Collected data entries
◇ ◇ ◇
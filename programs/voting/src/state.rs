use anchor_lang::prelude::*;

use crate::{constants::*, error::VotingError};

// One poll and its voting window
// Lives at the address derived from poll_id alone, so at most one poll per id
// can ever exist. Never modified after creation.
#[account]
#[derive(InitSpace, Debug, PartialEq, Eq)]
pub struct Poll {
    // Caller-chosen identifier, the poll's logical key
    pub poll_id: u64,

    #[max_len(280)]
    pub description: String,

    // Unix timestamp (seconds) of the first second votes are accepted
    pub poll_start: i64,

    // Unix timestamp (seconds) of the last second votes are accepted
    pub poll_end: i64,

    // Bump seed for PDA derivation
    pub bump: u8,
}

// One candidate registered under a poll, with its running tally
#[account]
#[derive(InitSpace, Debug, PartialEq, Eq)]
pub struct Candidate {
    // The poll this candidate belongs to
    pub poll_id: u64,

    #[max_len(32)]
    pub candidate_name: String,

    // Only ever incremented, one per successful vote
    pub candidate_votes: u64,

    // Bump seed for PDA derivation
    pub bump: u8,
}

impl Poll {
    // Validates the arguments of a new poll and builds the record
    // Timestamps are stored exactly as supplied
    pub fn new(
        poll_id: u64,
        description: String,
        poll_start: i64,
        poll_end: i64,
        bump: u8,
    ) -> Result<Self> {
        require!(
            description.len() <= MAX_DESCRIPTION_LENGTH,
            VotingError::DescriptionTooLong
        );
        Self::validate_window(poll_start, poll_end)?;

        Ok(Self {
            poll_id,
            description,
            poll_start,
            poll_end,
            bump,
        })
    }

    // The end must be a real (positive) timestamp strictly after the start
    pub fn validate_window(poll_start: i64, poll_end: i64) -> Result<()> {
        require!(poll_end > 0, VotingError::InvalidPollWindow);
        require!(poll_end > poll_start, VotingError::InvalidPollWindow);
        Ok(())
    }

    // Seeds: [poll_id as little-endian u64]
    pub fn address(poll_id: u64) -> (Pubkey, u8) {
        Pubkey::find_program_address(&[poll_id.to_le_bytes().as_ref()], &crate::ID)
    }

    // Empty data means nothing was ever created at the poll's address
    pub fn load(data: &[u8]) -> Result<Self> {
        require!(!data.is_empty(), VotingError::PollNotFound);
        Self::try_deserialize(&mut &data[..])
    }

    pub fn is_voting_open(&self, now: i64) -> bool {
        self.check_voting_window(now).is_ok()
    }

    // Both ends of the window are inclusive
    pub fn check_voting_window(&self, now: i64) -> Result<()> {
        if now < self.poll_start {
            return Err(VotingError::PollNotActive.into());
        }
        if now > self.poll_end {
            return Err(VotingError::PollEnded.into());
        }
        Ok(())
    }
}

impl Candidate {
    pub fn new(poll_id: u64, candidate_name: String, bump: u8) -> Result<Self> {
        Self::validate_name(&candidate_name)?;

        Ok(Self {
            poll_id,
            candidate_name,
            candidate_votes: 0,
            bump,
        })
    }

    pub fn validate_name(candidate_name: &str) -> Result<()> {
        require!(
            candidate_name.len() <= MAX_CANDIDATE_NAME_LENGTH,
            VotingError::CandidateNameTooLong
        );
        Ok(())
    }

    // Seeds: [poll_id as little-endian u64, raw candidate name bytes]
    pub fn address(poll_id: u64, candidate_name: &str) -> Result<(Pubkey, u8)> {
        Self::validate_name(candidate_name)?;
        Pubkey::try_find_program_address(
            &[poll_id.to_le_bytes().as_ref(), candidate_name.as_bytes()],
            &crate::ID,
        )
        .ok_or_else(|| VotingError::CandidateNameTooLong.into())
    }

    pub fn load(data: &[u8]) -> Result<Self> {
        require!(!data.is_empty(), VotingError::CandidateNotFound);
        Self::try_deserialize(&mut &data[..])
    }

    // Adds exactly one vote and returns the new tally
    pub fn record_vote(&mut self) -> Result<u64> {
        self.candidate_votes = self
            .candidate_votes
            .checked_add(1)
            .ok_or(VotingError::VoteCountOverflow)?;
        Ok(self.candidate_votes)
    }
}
◇ ◇ ◇
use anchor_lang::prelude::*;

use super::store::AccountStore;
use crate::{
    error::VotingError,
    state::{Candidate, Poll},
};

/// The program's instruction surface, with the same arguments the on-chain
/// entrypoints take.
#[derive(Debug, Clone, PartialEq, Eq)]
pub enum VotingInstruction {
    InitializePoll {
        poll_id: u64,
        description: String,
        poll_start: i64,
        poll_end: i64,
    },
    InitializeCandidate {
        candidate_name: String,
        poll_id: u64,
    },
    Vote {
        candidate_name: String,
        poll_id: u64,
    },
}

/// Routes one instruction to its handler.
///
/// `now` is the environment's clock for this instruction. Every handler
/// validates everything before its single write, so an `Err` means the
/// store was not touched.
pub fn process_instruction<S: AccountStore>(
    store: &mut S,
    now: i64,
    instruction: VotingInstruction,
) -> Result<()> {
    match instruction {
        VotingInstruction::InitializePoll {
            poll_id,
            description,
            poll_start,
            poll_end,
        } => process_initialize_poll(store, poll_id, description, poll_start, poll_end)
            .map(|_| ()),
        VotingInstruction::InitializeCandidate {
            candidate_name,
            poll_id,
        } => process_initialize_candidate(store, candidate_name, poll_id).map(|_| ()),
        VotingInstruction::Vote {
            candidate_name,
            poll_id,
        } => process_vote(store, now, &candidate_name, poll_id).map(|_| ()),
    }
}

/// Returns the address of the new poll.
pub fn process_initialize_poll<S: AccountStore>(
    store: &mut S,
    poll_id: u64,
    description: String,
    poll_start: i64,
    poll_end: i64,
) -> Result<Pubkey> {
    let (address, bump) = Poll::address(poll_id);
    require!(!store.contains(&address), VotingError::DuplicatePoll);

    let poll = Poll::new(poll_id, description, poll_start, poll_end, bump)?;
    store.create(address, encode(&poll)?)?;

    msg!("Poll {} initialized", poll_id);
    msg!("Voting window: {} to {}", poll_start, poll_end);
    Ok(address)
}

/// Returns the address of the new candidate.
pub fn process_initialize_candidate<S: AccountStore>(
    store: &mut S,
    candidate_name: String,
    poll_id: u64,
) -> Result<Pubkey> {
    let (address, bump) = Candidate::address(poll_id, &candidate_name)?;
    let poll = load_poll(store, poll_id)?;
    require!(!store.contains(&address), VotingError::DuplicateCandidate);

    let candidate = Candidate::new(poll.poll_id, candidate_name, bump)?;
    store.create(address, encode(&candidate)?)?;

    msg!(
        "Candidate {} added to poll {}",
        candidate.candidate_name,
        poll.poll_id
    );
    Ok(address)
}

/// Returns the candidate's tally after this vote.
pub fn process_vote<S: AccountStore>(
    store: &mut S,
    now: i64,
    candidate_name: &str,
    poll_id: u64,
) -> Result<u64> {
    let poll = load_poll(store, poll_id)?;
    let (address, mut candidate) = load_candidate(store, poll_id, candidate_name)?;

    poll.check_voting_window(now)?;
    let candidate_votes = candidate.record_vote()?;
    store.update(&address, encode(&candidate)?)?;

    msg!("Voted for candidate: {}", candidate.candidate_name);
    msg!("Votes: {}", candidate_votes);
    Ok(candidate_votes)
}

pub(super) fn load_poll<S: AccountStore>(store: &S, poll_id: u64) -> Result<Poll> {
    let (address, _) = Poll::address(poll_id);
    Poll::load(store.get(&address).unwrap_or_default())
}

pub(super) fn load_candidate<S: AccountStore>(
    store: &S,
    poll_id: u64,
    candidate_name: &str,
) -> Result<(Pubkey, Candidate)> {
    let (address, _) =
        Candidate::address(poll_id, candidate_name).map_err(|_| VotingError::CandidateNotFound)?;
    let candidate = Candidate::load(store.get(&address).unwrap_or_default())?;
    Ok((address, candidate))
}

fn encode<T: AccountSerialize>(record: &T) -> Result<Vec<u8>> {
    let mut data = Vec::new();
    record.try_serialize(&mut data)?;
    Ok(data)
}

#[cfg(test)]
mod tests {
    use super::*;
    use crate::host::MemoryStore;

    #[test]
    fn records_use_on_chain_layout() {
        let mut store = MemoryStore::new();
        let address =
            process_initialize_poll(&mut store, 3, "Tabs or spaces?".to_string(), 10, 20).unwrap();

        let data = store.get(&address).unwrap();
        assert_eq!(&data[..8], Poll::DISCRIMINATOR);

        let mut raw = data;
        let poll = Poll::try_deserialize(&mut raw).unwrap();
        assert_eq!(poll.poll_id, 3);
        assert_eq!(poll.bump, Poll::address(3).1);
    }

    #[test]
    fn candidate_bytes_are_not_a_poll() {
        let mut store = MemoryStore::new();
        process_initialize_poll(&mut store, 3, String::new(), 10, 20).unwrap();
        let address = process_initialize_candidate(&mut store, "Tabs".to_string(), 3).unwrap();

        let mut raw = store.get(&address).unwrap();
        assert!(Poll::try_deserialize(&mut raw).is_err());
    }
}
◇ ◇ ◇
** Task brief **
In the entries above, find the line holding "per successful vote" and the line holding "require!(poll_end > 0, VotingError::InvalidPollWindow);"; print both of them and every line between, exactly, and nothing else.

** Exercise response **
    // Only ever incremented, one per successful vote
    pub candidate_votes: u64,

    // Bump seed for PDA derivation
    pub bump: u8,
}

impl Poll {
    // Validates the arguments of a new poll and builds the record
    // Timestamps are stored exactly as supplied
    pub fn new(
        poll_id: u64,
        description: String,
        poll_start: i64,
        poll_end: i64,
        bump: u8,
    ) -> Result<Self> {
        require!(
            description.len() <= MAX_DESCRIPTION_LENGTH,
            VotingError::DescriptionTooLong
        );
        Self::validate_window(poll_start, poll_end)?;

        Ok(Self {
            poll_id,
            description,
            poll_start,
            poll_end,
            bump,
        })
    }

    // The end must be a real (positive) timestamp strictly after the start
    pub fn validate_window(poll_start: i64, poll_end: i64) -> Result<()> {
        require!(poll_end > 0, VotingError::InvalidPollWindow);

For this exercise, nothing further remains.